O time A vendeu o jogador de futebol Caio ao time B. No contrato, havia cláusula estipulando que, se o time B negociasse o jogador para outro time nos 18 meses seguintes à celebração do contrato, haveria o pagamento ao time A de um percentual sobre o valor da venda. O time B recebeu duas propostas do time C para vender o jogador, no período dos 18 meses seguintes ao contrato celebrado com o time B, mas rejeitou as propostas, sob o fundamento de que somente o venderia após o prazo de 18 meses previsto no contrato firmado com o time A. Após 19 meses da celebração do contrato com o time A, o time B vendeu o jogador Caio ao time C, não pagando nada ao time A. Acerca da cláusula retratada no caso hipotético, pode-se corretamente afirmar que
- A)é nula, por representar uma condição puramente potestativa.
Correta. Conforme o gabarito oficial, a exigibilidade do percentual ficou submetida ao puro arbitrio do time B, que podia simplesmente escolher não negociar no prazo.
- B)é válida, por representar uma condição simplesmente potestativa.
Incorreta. A banca não tratou a hipótese como simplesmente potestativa, mas como puramente potestativa, pois a frustracao do evento dependia da vontade unilateral do devedor.
- C)é válida, pois representa uma condição perplexa.
Incorreta. Condição perplexa e a que priva o negócio de efeito ou gera contradicao interna; não e a categoria aplicada ao caso.
- D)é anulável, por representar uma condição promíscua.
Incorreta. A consequencia apontada pela banca não foi anulabilidade por condição promiscua, mas nulidade por condição puramente potestativa.
- E)é anulável, por representar uma condição suspensiva imprópria.
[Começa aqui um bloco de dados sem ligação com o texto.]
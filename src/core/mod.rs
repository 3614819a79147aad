mod compare;
mod engine;
mod models;
mod orchestrator;
mod sampler;
mod tax;
mod types;

pub use compare::{compare_strategies, compare_strategies_with};
pub use orchestrator::{
    DEFAULT_SIMULATIONS, RunControls, quick_simulate, run_simulation,
    run_simulation_with_controls,
};
pub use types::{
    AccountSnapshot, AgeBands, BucketBalances, EventInflation, HealthcarePolicy, IrmaaBracket,
    LifeEvent, LifeEventCategory, PercentileBand, QuickInputs, QuickResult, ReturnAssumption,
    Scenario, SimulationError, SimulationResult, SocialSecurityParams, SpouseParams,
    StrategyOutcome, TaxPolicy, WithdrawalComparison, WithdrawalStrategy,
};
Incorreta. Não se trata de condição suspensiva impropria anulavel; o foco e a sujeicao do pagamento ao arbitrio de uma parte.
Gabarito: A
O art. 122 do Codigo Civil admite condições em geral, mas proibe as que sujeitam o negócio ao puro arbitrio de uma das partes. No gabarito oficial, a cláusula que fazia o pagamento ao time A depender da decisão unilateral do time B de negociar ou não o jogador dentro de 18 meses foi tratada como condição puramente potestativa, portanto nula.